**Saved entries**
- - - - - - -

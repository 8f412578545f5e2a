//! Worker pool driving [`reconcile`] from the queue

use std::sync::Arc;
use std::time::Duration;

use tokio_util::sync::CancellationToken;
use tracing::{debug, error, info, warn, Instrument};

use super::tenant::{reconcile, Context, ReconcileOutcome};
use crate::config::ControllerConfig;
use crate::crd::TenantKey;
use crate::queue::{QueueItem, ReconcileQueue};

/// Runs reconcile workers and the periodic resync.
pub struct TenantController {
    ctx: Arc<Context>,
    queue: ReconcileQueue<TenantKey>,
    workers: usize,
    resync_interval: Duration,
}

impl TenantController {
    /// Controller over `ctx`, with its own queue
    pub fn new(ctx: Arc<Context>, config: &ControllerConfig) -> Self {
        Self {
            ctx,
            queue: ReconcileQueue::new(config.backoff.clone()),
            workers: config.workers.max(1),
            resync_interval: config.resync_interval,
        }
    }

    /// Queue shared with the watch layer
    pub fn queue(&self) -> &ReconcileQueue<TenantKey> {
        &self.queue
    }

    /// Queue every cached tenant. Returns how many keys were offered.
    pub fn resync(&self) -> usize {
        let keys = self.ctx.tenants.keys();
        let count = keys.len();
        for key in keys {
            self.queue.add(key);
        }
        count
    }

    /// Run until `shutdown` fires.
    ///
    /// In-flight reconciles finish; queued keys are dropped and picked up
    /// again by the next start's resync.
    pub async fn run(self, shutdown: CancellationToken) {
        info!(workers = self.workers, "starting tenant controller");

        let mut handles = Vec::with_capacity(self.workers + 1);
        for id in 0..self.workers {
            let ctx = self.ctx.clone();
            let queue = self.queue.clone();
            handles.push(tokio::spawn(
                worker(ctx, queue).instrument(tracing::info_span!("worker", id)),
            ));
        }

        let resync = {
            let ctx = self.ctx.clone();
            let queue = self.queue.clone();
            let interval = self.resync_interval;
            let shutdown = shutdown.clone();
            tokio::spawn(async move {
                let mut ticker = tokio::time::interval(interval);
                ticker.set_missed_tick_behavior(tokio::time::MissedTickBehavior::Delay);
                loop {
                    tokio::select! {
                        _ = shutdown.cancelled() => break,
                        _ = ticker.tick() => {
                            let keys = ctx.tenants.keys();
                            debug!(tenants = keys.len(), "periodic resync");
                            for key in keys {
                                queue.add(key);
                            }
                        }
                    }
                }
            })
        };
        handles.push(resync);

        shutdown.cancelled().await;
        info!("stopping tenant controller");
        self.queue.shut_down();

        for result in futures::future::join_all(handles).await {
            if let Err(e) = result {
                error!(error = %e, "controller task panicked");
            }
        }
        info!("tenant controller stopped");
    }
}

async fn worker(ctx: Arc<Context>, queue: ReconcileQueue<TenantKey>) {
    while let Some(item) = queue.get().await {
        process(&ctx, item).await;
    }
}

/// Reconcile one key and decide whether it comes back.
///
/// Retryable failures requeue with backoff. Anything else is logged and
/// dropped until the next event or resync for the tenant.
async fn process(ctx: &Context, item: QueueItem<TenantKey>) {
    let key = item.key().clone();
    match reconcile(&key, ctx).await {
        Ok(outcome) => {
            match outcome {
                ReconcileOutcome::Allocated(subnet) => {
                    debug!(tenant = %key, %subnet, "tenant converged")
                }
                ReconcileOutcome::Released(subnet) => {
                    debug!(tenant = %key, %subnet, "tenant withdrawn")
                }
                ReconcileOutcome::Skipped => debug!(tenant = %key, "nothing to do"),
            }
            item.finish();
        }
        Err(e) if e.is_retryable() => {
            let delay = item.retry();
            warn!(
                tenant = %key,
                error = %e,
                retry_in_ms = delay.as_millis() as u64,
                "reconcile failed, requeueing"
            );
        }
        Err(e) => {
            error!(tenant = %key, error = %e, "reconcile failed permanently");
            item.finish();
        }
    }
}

- - - - - - -

**Assigned task**
Each entry must be printed again exactly as given.

**Result below**
repository 8f412578545f5e2a
//! Worker pool driving [`reconcile`] from the queue

use std::sync::Arc;
use std::time::Duration;

use tokio_util::sync::CancellationToken;
use tracing::{debug, error, info, warn, Instrument};

use super::tenant::{reconcile, Context, ReconcileOutcome};
use crate::config::ControllerConfig;
use crate::crd::TenantKey;
use crate::queue::{QueueItem, ReconcileQueue};

/// Runs reconcile workers and the periodic resync.
pub struct TenantController {
    ctx: Arc<Context>,
    queue: ReconcileQueue<TenantKey>,
    workers: usize,
    resync_interval: Duration,
}

impl TenantController {
    /// Controller over `ctx`, with its own queue
    pub fn new(ctx: Arc<Context>, config: &ControllerConfig) -> Self {
        Self {
            ctx,
            queue: ReconcileQueue::new(config.backoff.clone()),
            workers: config.workers.max(1),
            resync_interval: config.resync_interval,
        }
    }

    /// Queue shared with the watch layer
    pub fn queue(&self) -> &ReconcileQueue<TenantKey> {
        &self.queue
    }

    /// Queue every cached tenant. Returns how many keys were offered.
    pub fn resync(&self) -> usize {
        let keys = self.ctx.tenants.keys();
        let count = keys.len();
        for key in keys {
            self.queue.add(key);
        }
        count
    }

    /// Run until `shutdown` fires.
    ///
    /// In-flight reconciles finish; queued keys are dropped and picked up
    /// again by the next start's resync.
    pub async fn run(self, shutdown: CancellationToken) {
        info!(workers = self.workers, "starting tenant controller");

        let mut handles = Vec::with_capacity(self.workers + 1);
        for id in 0..self.workers {
            let ctx = self.ctx.clone();
            let queue = self.queue.clone();
            handles.push(tokio::spawn(
                worker(ctx, queue).instrument(tracing::info_span!("worker", id)),
            ));
        }

        let resync = {
            let ctx = self.ctx.clone();
            let queue = self.queue.clone();
            let interval = self.resync_interval;
            let shutdown = shutdown.clone();
            tokio::spawn(async move {
                let mut ticker = tokio::time::interval(interval);
                ticker.set_missed_tick_behavior(tokio::time::MissedTickBehavior::Delay);
                loop {
                    tokio::select! {
                        _ = shutdown.cancelled() => break,
                        _ = ticker.tick() => {
                            let keys = ctx.tenants.keys();
                            debug!(tenants = keys.len(), "periodic resync");
                            for key in keys {
                                queue.add(key);
                            }
                        }
                    }
                }
            })
        };
        handles.push(resync);

        shutdown.cancelled().await;
        info!("stopping tenant controller");
        self.queue.shut_down();

        for result in futures::future::join_all(handles).await {
            if let Err(e) = result {
                error!(error = %e, "controller task panicked");
            }
        }
        info!("tenant controller stopped");
    }
}

async fn worker(ctx: Arc<Context>, queue: ReconcileQueue<TenantKey>) {
    while let Some(item) = queue.get().await {
        process(&ctx, item).await;
    }
}

/// Reconcile one key and decide whether it comes back.
///
/// Retryable failures requeue with backoff. Anything else is logged and
/// dropped until the next event or resync for the tenant.
async fn process(ctx: &Context, item: QueueItem<TenantKey>) {
    let key = item.key().clone();
    match reconcile(&key, ctx).await {
        Ok(outcome) => {
            match outcome {
                ReconcileOutcome::Allocated(subnet) => {
                    debug!(tenant = %key, %subnet, "tenant converged")
                }
                ReconcileOutcome::Released(subnet) => {
                    debug!(tenant = %key, %subnet, "tenant withdrawn")
                }
                ReconcileOutcome::Skipped => debug!(tenant = %key, "nothing to do"),
            }
            item.finish();
        }
        Err(e) if e.is_retryable() => {
            let delay = item.retry();
            warn!(
                tenant = %key,
                error = %e,
                retry_in_ms = delay.as_millis() as u64,
                "reconcile failed, requeueing"
            );
        }
        Err(e) => {
            error!(tenant = %key, error = %e, "reconcile failed permanently");
            item.finish();
        }
    }
}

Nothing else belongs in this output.